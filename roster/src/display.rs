//! Which of loading / empty / populated the table shows.

/// Display state, derived from its inputs on every render.
#[derive(Debug, Clone, Copy, PartialEq, Eq)]
pub enum DisplayState {
    /// Data is being fetched; a fixed skeleton is shown.
    Loading,
    /// Nothing to show; the empty message is shown.
    Empty,
    /// Rows are rendered through the visible window.
    Populated,
}

impl DisplayState {
    pub fn of(loading: bool, item_count: usize) -> Self {
        if loading {
            DisplayState::Loading
        } else if item_count == 0 {
            DisplayState::Empty
        } else {
            DisplayState::Populated
        }
    }

    pub fn is_populated(self) -> bool {
        self == DisplayState::Populated
    }
}
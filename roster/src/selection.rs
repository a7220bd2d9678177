//! Row selection tracked by key, independent of which rows are materialized.
//!
//! The selected set is shared copy-on-write: a [`SelectionSnapshot`] taken
//! before a mutation keeps seeing the old membership.

use std::collections::HashSet;
use std::hash::Hash;
use std::sync::Arc;

use log::debug;

/// Tri-state summary of a selection against the current set of ids.
#[derive(Debug, Clone, Copy, PartialEq, Eq, Default)]
pub enum AggregateState {
    /// No current id is selected.
    #[default]
    None,
    /// Some, but not all, current ids are selected.
    Some,
    /// Every current id is selected and there is at least one.
    All,
}

impl AggregateState {
    /// State for `selected` of `total` current ids being selected.
    pub fn from_counts(selected: usize, total: usize) -> Self {
        match selected {
            0 => AggregateState::None,
            s if s >= total => AggregateState::All,
            _ => AggregateState::Some,
        }
    }
}

/// Keys whose membership changed in one mutation.
#[derive(Debug, Clone, PartialEq, Eq)]
pub struct SelectionDelta<K> {
    pub added: Vec<K>,
    pub removed: Vec<K>,
}

impl<K> Default for SelectionDelta<K> {
    fn default() -> Self {
        Self {
            added: Vec::new(),
            removed: Vec::new(),
        }
    }
}

impl<K: Eq> SelectionDelta<K> {
    pub fn is_empty(&self) -> bool {
        self.added.is_empty() && self.removed.is_empty()
    }

    /// Number of keys that changed.
    pub fn len(&self) -> usize {
        self.added.len() + self.removed.len()
    }

    /// Whether `key` changed in this delta.
    pub fn contains(&self, key: &K) -> bool {
        self.added.contains(key) || self.removed.contains(key)
    }

    /// Iterate changed keys with their new membership.
    pub fn changes(&self) -> impl Iterator<Item = (&K, bool)> {
        self.added
            .iter()
            .map(|k| (k, true))
            .chain(self.removed.iter().map(|k| (k, false)))
    }
}

/// Read-only view of the selection at one point in time.
#[derive(Debug, Clone)]
pub struct SelectionSnapshot<K> {
    selected: Arc<HashSet<K>>,
}

impl<K: Eq + Hash> SelectionSnapshot<K> {
    pub fn is_selected(&self, key: &K) -> bool {
        self.selected.contains(key)
    }

    pub fn len(&self) -> usize {
        self.selected.len()
    }

    pub fn is_empty(&self) -> bool {
        self.selected.is_empty()
    }
}

/// The single writer for the selected key set.
#[derive(Debug, Clone)]
pub struct SelectionModel<K> {
    selected: Arc<HashSet<K>>,
}

impl<K> Default for SelectionModel<K> {
    fn default() -> Self {
        Self {
            selected: Arc::new(HashSet::new()),
        }
    }
}

impl<K: Eq + Hash> SelectionModel<K> {
    /// Create an empty selection.
    pub fn new() -> Self {
        Self::default()
    }

    /// Create a selection with initial members.
    pub fn with_selected(keys: impl IntoIterator<Item = K>) -> Self {
        Self {
            selected: Arc::new(keys.into_iter().collect()),
        }
    }

    pub fn is_selected(&self, key: &K) -> bool {
        self.selected.contains(key)
    }

    /// Number of selected keys, including stale ones.
    pub fn len(&self) -> usize {
        self.selected.len()
    }

    pub fn is_empty(&self) -> bool {
        self.selected.is_empty()
    }

    /// Iterate selected keys in no particular order.
    pub fn selected(&self) -> impl Iterator<Item = &K> {
        self.selected.iter()
    }

    /// An immutable view that later mutations do not affect.
    pub fn snapshot(&self) -> SelectionSnapshot<K> {
        SelectionSnapshot {
            selected: Arc::clone(&self.selected),
        }
    }
}

impl<K: Clone + Eq + Hash> SelectionModel<K> {
    fn set_mut(&mut self) -> &mut HashSet<K> {
        Arc::make_mut(&mut self.selected)
    }

    /// Flip membership of `key`.
    pub fn toggle(&mut self, key: K) -> SelectionDelta<K> {
        let mut delta = SelectionDelta::default();
        let set = self.set_mut();
        if set.remove(&key) {
            delta.removed.push(key);
        } else {
            set.insert(key.clone());
            delta.added.push(key);
        }
        delta
    }

    /// Set membership of `key` to `selected`.
    ///
    /// Setting a key to the state it already has is a no-op and returns an
    /// empty delta, so replayed events never flip a row back.
    pub fn set(&mut self, key: K, selected: bool) -> SelectionDelta<K> {
        let mut delta = SelectionDelta::default();
        if self.is_selected(&key) == selected {
            return delta;
        }
        if selected {
            self.set_mut().insert(key.clone());
            delta.added.push(key);
        } else {
            self.set_mut().remove(&key);
            delta.removed.push(key);
        }
        delta
    }

    /// Select every key in `keys`. Returns only the newly selected ones.
    pub fn select_all(&mut self, keys: impl IntoIterator<Item = K>) -> SelectionDelta<K> {
        let mut delta = SelectionDelta::default();
        for key in keys {
            if !self.selected.contains(&key) {
                self.set_mut().insert(key.clone());
                delta.added.push(key);
            }
        }
        debug!("select_all added {} keys", delta.added.len());
        delta
    }

    /// Deselect every key in `keys`. Keys outside `keys` stay selected.
    pub fn deselect_all(&mut self, keys: impl IntoIterator<Item = K>) -> SelectionDelta<K> {
        let mut delta = SelectionDelta::default();
        for key in keys {
            if self.selected.contains(&key) {
                self.set_mut().remove(&key);
                delta.removed.push(key);
            }
        }
        debug!("deselect_all removed {} keys", delta.removed.len());
        delta
    }

    /// Remove everything, stale keys included.
    pub fn clear(&mut self) -> SelectionDelta<K> {
        if self.selected.is_empty() {
            return SelectionDelta::default();
        }
        let removed: Vec<K> = self.selected.iter().cloned().collect();
        self.selected = Arc::new(HashSet::new());
        SelectionDelta {
            added: Vec::new(),
            removed,
        }
    }

    /// Summarize the selection against the current ids.
    ///
    /// Only membership of `keys` counts: selected keys that are not in `keys`
    /// (stale keys) never make the result `All`.
    pub fn aggregate_state<'a>(&self, keys: impl IntoIterator<Item = &'a K>) -> AggregateState
    where
        K: 'a,
    {
        if self.selected.is_empty() {
            return AggregateState::None;
        }

        let mut total = 0usize;
        let mut hits = 0usize;
        for key in keys {
            total += 1;
            if self.selected.contains(key) {
                hits += 1;
            }
        }

        AggregateState::from_counts(hits, total)
    }

    /// Selected keys that are not among `current`.
    pub fn stale<'a>(&self, current: impl IntoIterator<Item = &'a K>) -> Vec<K>
    where
        K: 'a,
    {
        if self.selected.is_empty() {
            return Vec::new();
        }
        let current: HashSet<&K> = current.into_iter().collect();
        self.selected
            .iter()
            .filter(|k| !current.contains(k))
            .cloned()
            .collect()
    }

    /// Drop selected keys that are not among `current`. Returns the removed keys.
    pub fn reconcile<'a>(&mut self, current: impl IntoIterator<Item = &'a K>) -> SelectionDelta<K>
    where
        K: 'a,
    {
        let stale = self.stale(current);
        if stale.is_empty() {
            return SelectionDelta::default();
        }
        let set = self.set_mut();
        for key in &stale {
            set.remove(key);
        }
        debug!("Reconciled selection, dropped {} stale keys", stale.len());
        SelectionDelta {
            added: Vec::new(),
            removed: stale,
        }
    }
}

--- HOW TO COMPLETE THIS TASK ---
Repeat each of the records exactly as written.

--- YOUR RESPONSE ---
filename roster/src/display.rs
//! Which of loading / empty / populated the table shows.

/// Display state, derived from its inputs on every render.
#[derive(Debug, Clone, Copy, PartialEq, Eq)]
pub enum DisplayState {
    /// Data is being fetched; a fixed skeleton is shown.
    Loading,
    /// Nothing to show; the empty message is shown.
    Empty,
    /// Rows are rendered through the visible window.
    Populated,
}

impl DisplayState {
    pub fn of(loading: bool, item_count: usize) -> Self {
        if loading {
            DisplayState::Loading
        } else if item_count == 0 {
            DisplayState::Empty
        } else {
            DisplayState::Populated
        }
    }

    pub fn is_populated(self) -> bool {
        self == DisplayState::Populated
    }
}
filename roster/src/selection.rs
repository a7220bd2d9678177
//! Row selection tracked by key, independent of which rows are materialized.
//!
//! The selected set is shared copy-on-write: a [`SelectionSnapshot`] taken
//! before a mutation keeps seeing the old membership.

use std::collections::HashSet;
use std::hash::Hash;
use std::sync::Arc;

use log::debug;

/// Tri-state summary of a selection against the current set of ids.
#[derive(Debug, Clone, Copy, PartialEq, Eq, Default)]
pub enum AggregateState {
    /// No current id is selected.
    #[default]
    None,
    /// Some, but not all, current ids are selected.
    Some,
    /// Every current id is selected and there is at least one.
    All,
}

impl AggregateState {
    /// State for `selected` of `total` current ids being selected.
    pub fn from_counts(selected: usize, total: usize) -> Self {
        match selected {
            0 => AggregateState::None,
            s if s >= total => AggregateState::All,
            _ => AggregateState::Some,
        }
    }
}

/// Keys whose membership changed in one mutation.
#[derive(Debug, Clone, PartialEq, Eq)]
pub struct SelectionDelta<K> {
    pub added: Vec<K>,
    pub removed: Vec<K>,
}

impl<K> Default for SelectionDelta<K> {
    fn default() -> Self {
        Self {
            added: Vec::new(),
            removed: Vec::new(),
        }
    }
}

impl<K: Eq> SelectionDelta<K> {
    pub fn is_empty(&self) -> bool {
        self.added.is_empty() && self.removed.is_empty()
    }

    /// Number of keys that changed.
    pub fn len(&self) -> usize {
        self.added.len() + self.removed.len()
    }

    /// Whether `key` changed in this delta.
    pub fn contains(&self, key: &K) -> bool {
        self.added.contains(key) || self.removed.contains(key)
    }

    /// Iterate changed keys with their new membership.
    pub fn changes(&self) -> impl Iterator<Item = (&K, bool)> {
        self.added
            .iter()
            .map(|k| (k, true))
            .chain(self.removed.iter().map(|k| (k, false)))
    }
}

/// Read-only view of the selection at one point in time.
#[derive(Debug, Clone)]
pub struct SelectionSnapshot<K> {
    selected: Arc<HashSet<K>>,
}

impl<K: Eq + Hash> SelectionSnapshot<K> {
    pub fn is_selected(&self, key: &K) -> bool {
        self.selected.contains(key)
    }

    pub fn len(&self) -> usize {
        self.selected.len()
    }

    pub fn is_empty(&self) -> bool {
        self.selected.is_empty()
    }
}

/// The single writer for the selected key set.
#[derive(Debug, Clone)]
pub struct SelectionModel<K> {
    selected: Arc<HashSet<K>>,
}

impl<K> Default for SelectionModel<K> {
    fn default() -> Self {
        Self {
            selected: Arc::new(HashSet::new()),
        }
    }
}

impl<K: Eq + Hash> SelectionModel<K> {
    /// Create an empty selection.
    pub fn new() -> Self {
        Self::default()
    }

    /// Create a selection with initial members.
    pub fn with_selected(keys: impl IntoIterator<Item = K>) -> Self {
        Self {
            selected: Arc::new(keys.into_iter().collect()),
        }
    }

    pub fn is_selected(&self, key: &K) -> bool {
        self.selected.contains(key)
    }

    /// Number of selected keys, including stale ones.
    pub fn len(&self) -> usize {
        self.selected.len()
    }

    pub fn is_empty(&self) -> bool {
        self.selected.is_empty()
    }

    /// Iterate selected keys in no particular order.
    pub fn selected(&self) -> impl Iterator<Item = &K> {
        self.selected.iter()
    }

    /// An immutable view that later mutations do not affect.
    pub fn snapshot(&self) -> SelectionSnapshot<K> {
        SelectionSnapshot {
            selected: Arc::clone(&self.selected),
        }
    }
}

impl<K: Clone + Eq + Hash> SelectionModel<K> {
    fn set_mut(&mut self) -> &mut HashSet<K> {
        Arc::make_mut(&mut self.selected)
    }

    /// Flip membership of `key`.
    pub fn toggle(&mut self, key: K) -> SelectionDelta<K> {
        let mut delta = SelectionDelta::default();
        let set = self.set_mut();
        if set.remove(&key) {
            delta.removed.push(key);
        } else {
            set.insert(key.clone());
            delta.added.push(key);
        }
        delta
    }

    /// Set membership of `key` to `selected`.
    ///
    /// Setting a key to the state it already has is a no-op and returns an
    /// empty delta, so replayed events never flip a row back.
    pub fn set(&mut self, key: K, selected: bool) -> SelectionDelta<K> {
        let mut delta = SelectionDelta::default();
        if self.is_selected(&key) == selected {
            return delta;
        }
        if selected {
            self.set_mut().insert(key.clone());
            delta.added.push(key);
        } else {
            self.set_mut().remove(&key);
            delta.removed.push(key);
        }
        delta
    }

    /// Select every key in `keys`. Returns only the newly selected ones.
    pub fn select_all(&mut self, keys: impl IntoIterator<Item = K>) -> SelectionDelta<K> {
        let mut delta = SelectionDelta::default();
        for key in keys {
            if !self.selected.contains(&key) {
                self.set_mut().insert(key.clone());
                delta.added.push(key);
            }
        }
        debug!("select_all added {} keys", delta.added.len());
        delta
    }

    /// Deselect every key in `keys`. Keys outside `keys` stay selected.
    pub fn deselect_all(&mut self, keys: impl IntoIterator<Item = K>) -> SelectionDelta<K> {
        let mut delta = SelectionDelta::default();
        for key in keys {
            if self.selected.contains(&key) {
                self.set_mut().remove(&key);
                delta.removed.push(key);
            }
        }
        debug!("deselect_all removed {} keys", delta.removed.len());
        delta
    }

    /// Remove everything, stale keys included.
    pub fn clear(&mut self) -> SelectionDelta<K> {
        if self.selected.is_empty() {
            return SelectionDelta::default();
        }
        let removed: Vec<K> = self.selected.iter().cloned().collect();
        self.selected = Arc::new(HashSet::new());
        SelectionDelta {
            added: Vec::new(),
            removed,
        }
    }

    /// Summarize the selection against the current ids.
    ///
    /// Only membership of `keys` counts: selected keys that are not in `keys`
    /// (stale keys) never make the result `All`.
    pub fn aggregate_state<'a>(&self, keys: impl IntoIterator<Item = &'a K>) -> AggregateState
    where
        K: 'a,
    {
        if self.selected.is_empty() {
            return AggregateState::None;
        }

        let mut total = 0usize;
        let mut hits = 0usize;
        for key in keys {
            total += 1;
            if self.selected.contains(key) {
                hits += 1;
            }
        }

        AggregateState::from_counts(hits, total)
    }

    /// Selected keys that are not among `current`.
    pub fn stale<'a>(&self, current: impl IntoIterator<Item = &'a K>) -> Vec<K>
    where
        K: 'a,
    {
        if self.selected.is_empty() {
            return Vec::new();
        }
        let current: HashSet<&K> = current.into_iter().collect();
        self.selected
            .iter()
            .filter(|k| !current.contains(k))
            .cloned()
            .collect()
    }

    /// Drop selected keys that are not among `current`. Returns the removed keys.
    pub fn reconcile<'a>(&mut self, current: impl IntoIterator<Item = &'a K>) -> SelectionDelta<K>
    where
        K: 'a,
    {
        let stale = self.stale(current);
        if stale.is_empty() {
            return SelectionDelta::default();
        }
        let set = self.set_mut();
        for key in &stale {
            set.remove(key);
        }
        debug!("Reconciled selection, dropped {} stale keys", stale.len());
        SelectionDelta {
            added: Vec::new(),
            removed: stale,
        }
    }
}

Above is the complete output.